Ok lovely likers, I see I have been blessed with lots of new likers lately and thought it would be nice to open up a bit and give you some insider info on me and my life ;)
Feel free to ask me anything, I love a good question.
2. My nickname is Runty Pipkonian plus loads of other variations by Mr Delightful.
3. My favourite food is sausage (now veggie ones), mash and gravy.
4.I love the smell of nutmeg and could easily grate a whole one onto my food but then I would probably hallucinate and slip into a coma and maybe die, so I restrain myself. I could sniff out a nutmeg at 100 paces for sure.
5. I like watching romance films and am currently obsessed by a spanish subtitled series about romance, fashion and running a high end fashion shop called Velvet. I love it because my mind is constantly thinking of a million things and because of the subtitles I have to concentrate on it and nothing else (apart from eating Green & Black's chocolate)
6. I like smelling things, I think I was a dog in a past life, I love the smell of musty books, petrol, hot tar, my belly hole even though it smells of cheese, Mr Delightfuls armpits when they are musky, new carpet, dogs paws that smell of biscuits, a spot behind Stanleys ear that smells of a teddy bear I had when I was 7, it smelled a bit musty so I put strawberry shortcake talcum powder on it, behind my mums sofa and rubbed it in, then I used to sleep with it in my bed and dribble on it, behind his ear smells just like that and transports me back in time.
7. I have to wear shoes and a bra to feel motivated enough to do housework.

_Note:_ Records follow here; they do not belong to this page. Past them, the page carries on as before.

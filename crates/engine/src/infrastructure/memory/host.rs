//! In-memory host: world collections plus pack and scene registries.

use std::sync::Arc;

use dashmap::DashMap;
use docsource_domain::{DocumentId, PackId, SceneId};

use super::collection::MemoryCollection;
use super::pack::MemoryPack;
use super::scene::MemoryScene;
use super::snapshot::{HostSnapshot, PackSnapshot, SceneSnapshot, TokenSnapshot};
use crate::infrastructure::ports::{
    ActorDocument, HostServices, LiveCollection, PackCollection, PackRegistry, SceneDocument,
    SceneRegistry, WorldDirectory,
};

#[derive(Default)]
pub struct MemoryHost {
    actors: Arc<MemoryCollection>,
    items: Arc<MemoryCollection>,
    packs: DashMap<PackId, Arc<MemoryPack>>,
    scenes: DashMap<SceneId, Arc<MemoryScene>>,
}

impl MemoryHost {
    pub fn new() -> Self {
        Self::default()
    }

    pub fn from_snapshot(snapshot: HostSnapshot) -> Self {
        let host = Self::new();
        for actor in snapshot.actors {
            host.actors.insert_actor(actor.document, actor.items);
        }
        for item in snapshot.items {
            host.items.insert(item);
        }
        for pack in snapshot.packs {
            let memory_pack = host.add_pack(pack.id);
            for doc in pack.documents {
                memory_pack.documents().insert_actor(doc.document, doc.items);
            }
        }
        for scene in snapshot.scenes {
            let memory_scene = host.add_scene(scene.id);
            for token in scene.tokens {
                memory_scene.place_token(token.id, token.actor_id);
            }
        }
        host
    }

    /// Current contents. Packs and scenes are ordered by id.
    pub fn snapshot(&self) -> HostSnapshot {
        let mut packs: Vec<PackSnapshot> = self
            .packs
            .iter()
            .map(|pack| PackSnapshot {
                id: pack.key().clone(),
                documents: pack.documents().snapshot(),
            })
            .collect();
        packs.sort_by(|a, b| a.id.cmp(&b.id));

        let mut scenes: Vec<SceneSnapshot> = self
            .scenes
            .iter()
            .map(|scene| SceneSnapshot {
                id: *scene.key(),
                tokens: scene
                    .placements()
                    .into_iter()
                    .map(|(id, actor_id)| TokenSnapshot { id, actor_id })
                    .collect(),
            })
            .collect();
        scenes.sort_by_key(|scene| scene.id);

        HostSnapshot {
            actors: self.actors.snapshot(),
            items: self.items.snapshot().into_iter().map(|s| s.document).collect(),
            packs,
            scenes,
        }
    }

    /// Wire this host behind the port traits.
    pub fn services(self: &Arc<Self>) -> HostServices {
        HostServices::new(self.clone(), self.clone(), self.clone())
    }

    pub fn world_actors(&self) -> &Arc<MemoryCollection> {
        &self.actors
    }

    pub fn world_items(&self) -> &Arc<MemoryCollection> {
        &self.items
    }

    /// Register an empty pack, or return the existing one.
    pub fn add_pack(&self, id: PackId) -> Arc<MemoryPack> {
        self.packs
            .entry(id.clone())
            .or_insert_with(|| Arc::new(MemoryPack::new(id)))
            .value()
            .clone()
    }

    pub fn memory_pack(&self, id: &PackId) -> Option<Arc<MemoryPack>> {
        self.packs.get(id).map(|pack| pack.value().clone())
    }

    /// Register an empty scene, or return the existing one.
    pub fn add_scene(&self, id: SceneId) -> Arc<MemoryScene> {
        self.scenes
            .entry(id)
            .or_insert_with(|| Arc::new(MemoryScene::new(id, self.actors.clone())))
            .value()
            .clone()
    }
}

impl WorldDirectory for MemoryHost {
    fn actors(&self) -> Arc<dyn LiveCollection> {
        self.actors.clone()
    }

    fn items(&self) -> Arc<dyn LiveCollection> {
        self.items.clone()
    }

    fn actor(&self, id: DocumentId) -> Option<Arc<dyn ActorDocument>> {
        self.actors
            .actor(id)
            .map(|actor| actor as Arc<dyn ActorDocument>)
    }
}

impl PackRegistry for MemoryHost {
    fn pack(&self, id: &PackId) -> Option<Arc<dyn PackCollection>> {
        self.memory_pack(id)
            .map(|pack| pack as Arc<dyn PackCollection>)
    }
}

impl SceneRegistry for MemoryHost {
    fn scene(&self, id: SceneId) -> Option<Arc<dyn SceneDocument>> {
        self.scenes
            .get(&id)
            .map(|scene| scene.value().clone() as Arc<dyn SceneDocument>)
    }
}
//! Source descriptors - where a set of entries lives in the host.

use std::fmt;

use serde::{Deserialize, Serialize};

use crate::ids::{DocumentId, PackId, SceneId, TokenId};

/// Declarative description of a backing collection.
///
/// Each variant carries exactly the keys needed to locate its collection.
#[derive(Debug, Clone, PartialEq, Eq, Hash, Serialize, Deserialize)]
#[serde(tag = "source", rename_all = "snake_case")]
pub enum SourceDescriptor {
    /// Embedded items of an actor stored inside a pack.
    CompendiumActor {
        pack_id: PackId,
        actor_token_id: DocumentId,
    },
    /// Embedded items of a world actor.
    WorldActor { actor_id: DocumentId },
    /// Embedded items of the actor behind a placed token.
    SceneToken { scene_id: SceneId, token_id: TokenId },
    /// A pack, addressed by id.
    Compendium { pack_id: PackId },
    /// The core pack of the wrapper's entry kind.
    CorePack,
    /// The world actor or item collection, by entry kind.
    World,
    /// World actors as seen from a scene. Not scoped to any token.
    Scene { scene_id: SceneId },
}

impl SourceDescriptor {
    pub fn compendium_actor(pack_id: impl Into<PackId>, actor_token_id: DocumentId) -> Self {
        Self::CompendiumActor {
            pack_id: pack_id.into(),
            actor_token_id,
        }
    }

    pub fn world_actor(actor_id: DocumentId) -> Self {
        Self::WorldActor { actor_id }
    }

    pub fn scene_token(scene_id: SceneId, token_id: TokenId) -> Self {
        Self::SceneToken { scene_id, token_id }
    }

    pub fn compendium(pack_id: impl Into<PackId>) -> Self {
        Self::Compendium {
            pack_id: pack_id.into(),
        }
    }

    pub fn scene(scene_id: SceneId) -> Self {
        Self::Scene { scene_id }
    }

    /// Whether creation through this source would target a token.
    pub fn is_token_scoped(&self) -> bool {
        matches!(self, Self::SceneToken { .. } | Self::Scene { .. })
    }

    /// Stable variant name, as used in the serialized `source` tag.
    pub fn label(&self) -> &'static str {
        match self {
            Self::CompendiumActor { .. } => "compendium_actor",
            Self::WorldActor { .. } => "world_actor",
            Self::SceneToken { .. } => "scene_token",
            Self::Compendium { .. } => "compendium",
            Self::CorePack => "core_pack",
            Self::World => "world",
            Self::Scene { .. } => "scene",
        }
    }
}

impl fmt::Display for SourceDescriptor {
    fn fmt(&self, f: &mut fmt::Formatter<'_>) -> fmt::Result {
        match self {
            Self::CompendiumActor {
                pack_id,
                actor_token_id,
            } => write!(f, "compendium_actor({}/{})", pack_id, actor_token_id),
            Self::WorldActor { actor_id } => write!(f, "world_actor({})", actor_id),
            Self::SceneToken { scene_id, token_id } => {
                write!(f, "scene_token({}/{})", scene_id, token_id)
            }
            Self::Compendium { pack_id } => write!(f, "compendium({})", pack_id),
            Self::CorePack => f.write_str("core_pack"),
            Self::World => f.write_str("world"),
            Self::Scene { scene_id } => write!(f, "scene({})", scene_id),
        }
    }
}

8. My dad left my mum when I was 7 and I met him again when I was 16, I didn't particularly like him very much at first, he was loud and brash and always after supermarket checkout girls, but he did give me an insight into where I got my sense of humour from and open my eyes to try new things, I hadn't eaten any 'foreign' food until I met him, I tried my first tikka masala, lasagne, korma and bolognaise with him.

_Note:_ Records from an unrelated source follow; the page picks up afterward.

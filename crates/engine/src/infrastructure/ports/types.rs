//! Types passed across the host port boundary.

use std::fmt;

use docsource_domain::{DocumentId, PackId, SceneId, TokenId};

/// Owning actor of an embedded collection.
///
/// `scene_id`/`token_id` are set only when the actor was reached through a
/// placed token.
#[derive(Debug, Clone, Copy, PartialEq, Eq, Hash)]
pub struct ParentRef {
    pub actor_id: DocumentId,
    pub scene_id: Option<SceneId>,
    pub token_id: Option<TokenId>,
}

impl ParentRef {
    pub fn actor(actor_id: DocumentId) -> Self {
        Self {
            actor_id,
            scene_id: None,
            token_id: None,
        }
    }

    pub fn token(actor_id: DocumentId, scene_id: SceneId, token_id: TokenId) -> Self {
        Self {
            actor_id,
            scene_id: Some(scene_id),
            token_id: Some(token_id),
        }
    }
}

/// Context attached to every bulk write: which parent and which pack the
/// target collection belongs to.
#[derive(Debug, Clone, Default, PartialEq, Eq, Hash)]
pub struct WriteContext {
    pub parent: Option<ParentRef>,
    pub pack: Option<PackId>,
}

impl fmt::Display for WriteContext {
    fn fmt(&self, f: &mut fmt::Formatter<'_>) -> fmt::Result {
        match (&self.parent, &self.pack) {
            (Some(parent), Some(pack)) => write!(f, "actor {} in pack {}", parent.actor_id, pack),
            (Some(parent), None) => write!(f, "actor {}", parent.actor_id),
            (None, Some(pack)) => write!(f, "pack {}", pack),
            (None, None) => f.write_str("world"),
        }
    }
}
//! Collection resolution - from a source descriptor to a concrete host
//! collection.

use std::fmt;
use std::sync::Arc;

use docsource_domain::{EntryKind, PackId, SourceDescriptor};

use crate::infrastructure::ports::{
    HostServices, LiveCollection, PackCollection, ParentRef, StoreError, WriteContext,
};

/// Backend shape of a resolved collection.
#[derive(Clone)]
pub enum Backend {
    /// Synchronously readable: world collections and embedded items.
    Live(Arc<dyn LiveCollection>),
    /// Asynchronously queried pack.
    Pack(Arc<dyn PackCollection>),
}

/// A resolved collection plus the parent/pack context writes must carry.
///
/// Pack-sourced handles never carry a scene and scene-sourced handles never
/// carry a pack.
#[derive(Clone)]
pub struct CollectionHandle {
    backend: Backend,
    parent: Option<ParentRef>,
    pack: Option<PackId>,
}

impl CollectionHandle {
    /// A world collection with no owner.
    pub fn world(collection: Arc<dyn LiveCollection>) -> Self {
        Self {
            backend: Backend::Live(collection),
            parent: None,
            pack: None,
        }
    }

    /// An actor's embedded items. `pack` is set when the actor lives in a pack.
    pub fn embedded(
        items: Arc<dyn LiveCollection>,
        parent: ParentRef,
        pack: Option<PackId>,
    ) -> Self {
        debug_assert!(
            parent.scene_id.is_none() || pack.is_none(),
            "embedded collection cannot be both scene- and pack-sourced"
        );
        Self {
            backend: Backend::Live(items),
            parent: Some(parent),
            pack,
        }
    }

    /// A pack itself.
    pub fn pack(pack: Arc<dyn PackCollection>) -> Self {
        let pack_id = pack.pack_id();
        Self {
            backend: Backend::Pack(pack),
            parent: None,
            pack: Some(pack_id),
        }
    }

    pub fn backend(&self) -> &Backend {
        &self.backend
    }

    pub fn is_pack_backed(&self) -> bool {
        matches!(self.backend, Backend::Pack(_))
    }

    pub fn parent(&self) -> Option<&ParentRef> {
        self.parent.as_ref()
    }

    pub fn pack_id(&self) -> Option<&PackId> {
        self.pack.as_ref()
    }

    /// Context for bulk writes against this collection.
    pub fn write_context(&self) -> WriteContext {
        WriteContext {
            parent: self.parent,
            pack: self.pack.clone(),
        }
    }
}

impl fmt::Debug for CollectionHandle {
    fn fmt(&self, f: &mut fmt::Formatter<'_>) -> fmt::Result {
        let backend = match self.backend {
            Backend::Live(_) => "live",
            Backend::Pack(_) => "pack",
        };
        f.debug_struct("CollectionHandle")
            .field("backend", &backend)
            .field("parent", &self.parent)
            .field("pack", &self.pack)
            .finish()
    }
}

/// Resolves (entry kind, source descriptor) pairs against the host.
#[derive(Clone)]
pub struct CollectionResolver {
    services: HostServices,
}

impl CollectionResolver {
    pub fn new(services: HostServices) -> Self {
        Self { services }
    }

    #[tracing::instrument(skip(self, source), fields(source = %source))]
    pub async fn resolve(
        &self,
        kind: EntryKind,
        source: &SourceDescriptor,
    ) -> Result<CollectionHandle, StoreError> {
        let handle = match source {
            SourceDescriptor::CompendiumActor {
                pack_id,
                actor_token_id,
            } => {
                let pack = self.find_pack(pack_id)?;
                let actor = pack
                    .get_actor(*actor_token_id)
                    .await?
                    .ok_or_else(|| StoreError::not_found("Actor", actor_token_id))?;
                CollectionHandle::embedded(
                    actor.items(),
                    ParentRef::actor(actor.id()),
                    Some(pack_id.clone()),
                )
            }
            SourceDescriptor::WorldActor { actor_id } => {
                let actor = self
                    .services
                    .world
                    .actor(*actor_id)
                    .ok_or_else(|| StoreError::not_found("Actor", actor_id))?;
                CollectionHandle::embedded(actor.items(), ParentRef::actor(actor.id()), None)
            }
            SourceDescriptor::SceneToken { scene_id, token_id } => {
                let scene = self
                    .services
                    .scenes
                    .scene(*scene_id)
                    .ok_or_else(|| StoreError::not_found("Scene", scene_id))?;
                let token = scene
                    .token(*token_id)
                    .ok_or_else(|| StoreError::not_found("Token", token_id))?;
                let actor = token
                    .actor()
                    .ok_or_else(|| StoreError::broken_reference(scene_id, token_id))?;
                tracing::debug!(scene = %scene.id(), token = %token.id(), "Found token actor");
                CollectionHandle::embedded(
                    actor.items(),
                    ParentRef::token(actor.id(), scene.id(), token.id()),
                    None,
                )
            }
            SourceDescriptor::Compendium { pack_id } => {
                CollectionHandle::pack(self.find_pack(pack_id)?)
            }
            SourceDescriptor::CorePack => {
                CollectionHandle::pack(self.find_pack(&kind.core_pack_id())?)
            }
            SourceDescriptor::World => {
                if kind.is_actor_like() {
                    CollectionHandle::world(self.services.world.actors())
                } else {
                    CollectionHandle::world(self.services.world.items())
                }
            }
            // Per-token parent context is supplied through `SceneToken`
            SourceDescriptor::Scene { .. } => CollectionHandle::world(self.services.world.actors()),
        };

        tracing::debug!(handle = ?handle, "Resolved collection");
        Ok(handle)
    }

    fn find_pack(&self, pack_id: &PackId) -> Result<Arc<dyn PackCollection>, StoreError> {
        self.services
            .packs
            .pack(pack_id)
            .ok_or_else(|| StoreError::not_found("Pack", pack_id))
    }
}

9. Both my parents are dead, even though I sometimes miss them, I also feel free of the guilt of not visiting them often or having to be a certain way as to not upset them, I am a grown up orphan but I feel total freedom too.
10. I have been to college to do art, fashion design, textiles, criminology, psychology and aromatherapy massage.

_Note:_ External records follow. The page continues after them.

//! Live entries - the in-memory view of a host document.

use serde::{Deserialize, Serialize};
use serde_json::{Map, Value};

use crate::document::RawDocument;
use crate::entry_kind::EntryKind;
use crate::error::DomainError;
use crate::ids::DocumentId;

/// Pending document-level fields of an entry's hosting document.
///
/// `name` mirrors the document's top-level name; `extra` holds every other
/// top-level field that will be written alongside the entry's data.
#[derive(Debug, Clone, Default, PartialEq, Serialize, Deserialize)]
pub struct TopLevelOverrides {
    pub name: String,
    #[serde(default, skip_serializing_if = "Map::is_empty")]
    pub extra: Map<String, Value>,
}

/// An entry loaded from a host document.
///
/// The entry owns its nested fields and its own name. The hosting document's
/// top-level fields are tracked separately so the two names can be reconciled
/// before the next write.
#[derive(Debug, Clone, PartialEq, Serialize, Deserialize)]
pub struct LiveEntry {
    id: DocumentId,
    kind: EntryKind,
    name: String,
    fields: Map<String, Value>,
    top_level: TopLevelOverrides,
    last_known_doc_name: String,
}

impl LiveEntry {
    /// Build an entry from a persisted document.
    ///
    /// The entry name comes from the nested `name` field when present, else
    /// from the document name. The document name is snapshotted as the last
    /// known name.
    pub fn from_document(doc: &RawDocument) -> Result<Self, DomainError> {
        let fields = match &doc.data {
            Value::Object(map) => map.clone(),
            Value::Null => Map::new(),
            other => {
                return Err(DomainError::invalid_payload(format!(
                    "document {} data must be an object, got {}",
                    doc.id, other
                )))
            }
        };
        let name = fields
            .get("name")
            .and_then(Value::as_str)
            .map(str::to_string)
            .unwrap_or_else(|| doc.name.clone());

        Ok(Self {
            id: doc.id,
            kind: doc.kind,
            name,
            fields,
            top_level: TopLevelOverrides {
                name: doc.name.clone(),
                extra: doc.extra.clone(),
            },
            last_known_doc_name: doc.name.clone(),
        })
    }

    pub fn id(&self) -> DocumentId {
        self.id
    }

    pub fn kind(&self) -> EntryKind {
        self.kind
    }

    pub fn name(&self) -> &str {
        &self.name
    }

    pub fn set_name(&mut self, name: impl Into<String>) {
        self.name = name.into();
    }

    pub fn field(&self, key: &str) -> Option<&Value> {
        self.fields.get(key)
    }

    /// Set one nested data field. `name` is routed to the entry name.
    pub fn set_field(&mut self, key: impl Into<String>, value: Value) {
        let key = key.into();
        if key == "name" {
            if let Value::String(name) = &value {
                self.name = name.clone();
                return;
            }
        }
        self.fields.insert(key, value);
    }

    pub fn top_level(&self) -> &TopLevelOverrides {
        &self.top_level
    }

    pub fn top_level_mut(&mut self) -> &mut TopLevelOverrides {
        &mut self.top_level
    }

    pub fn last_known_doc_name(&self) -> &str {
        &self.last_known_doc_name
    }

    /// Serialize the entry's own fields, its name included.
    pub fn save(&self) -> Value {
        let mut fields = self.fields.clone();
        fields.insert("name".to_string(), Value::String(self.name.clone()));
        Value::Object(fields)
    }
}

/// Result of reading one document through a collection wrapper.
#[derive(Debug, Clone, PartialEq, Serialize)]
pub struct GetResult {
    pub id: DocumentId,
    /// Raw persisted nested fields.
    pub data: Value,
    pub entity: LiveEntry,
    pub kind: EntryKind,
}

impl GetResult {
    pub fn from_document(doc: RawDocument) -> Result<Self, DomainError> {
        let entity = LiveEntry::from_document(&doc)?;
        Ok(Self {
            id: doc.id,
            data: doc.data,
            entity,
            kind: doc.kind,
        })
    }

    pub fn into_entity(self) -> LiveEntry {
        self.entity
    }
}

11. I wanted to be a clown when I was a child, then as a teen, a fashion designer, then in my 20's a forensic scientist, now I am 40 I am finally an artist (something I have wanted deep down since I was 12 and drew a pair of hands holding a bamboo bag handle).
12. I was a teenage mum, in a domestic abusive relationship for 8 years and a single mum to 3 boys aged under 5 by the time I was 23. It was hard. I didn't sleep through the night for about 12 years. Sleep deprivation sucks! I had post-natal depression too.
13.I like being in forests, by rivers, planting seeds, touching mud, feeling the light rain on my face on a hot day, singing loudly, praticing keyboard, reading books, sleeping, snow, log fires, flowers, adventures, listening to the birds, looking at people and pretending they are animals and figuring out what animal they would be.
14. I would love to work in a bookshop that sold magazines so I could read them all every month (well not all of them, things that are crappy like Heat magazine, I have no time for but ones like Flow, The Simple Things, Country Living etc)
15. I can't stand things that are spelled differently just to be cool, like for example Kris' Kuts (a hairdresser) or happinezz (even though I love this magazine the name irritates me).
I think I will write more like this on my blog, I kind of like this outpouring of me and who I am, I think sometimes when you look at someones photos and read statuses on social media you only get a small part of the picture, I know I sometimes feel, other folks are doing so much better than I am, or they have travelled more, or their lives are amazing, but in reality we all have shit to deal with, we all have weird ways and a past, honesty might shatter the illusion, but I want the illusion shattered because when you can connect through your stories and feelings, that connection with others is priceless. You don't feel like such a failure or boring or a crap mum, you feel like someone else is going through the same stuff so I am not that bad or I'm doing OK. I don't want to censor anything anymore and if I lose friends or likes along the way, that's not for me to worry about, the right people will be connected to me and I can feel free.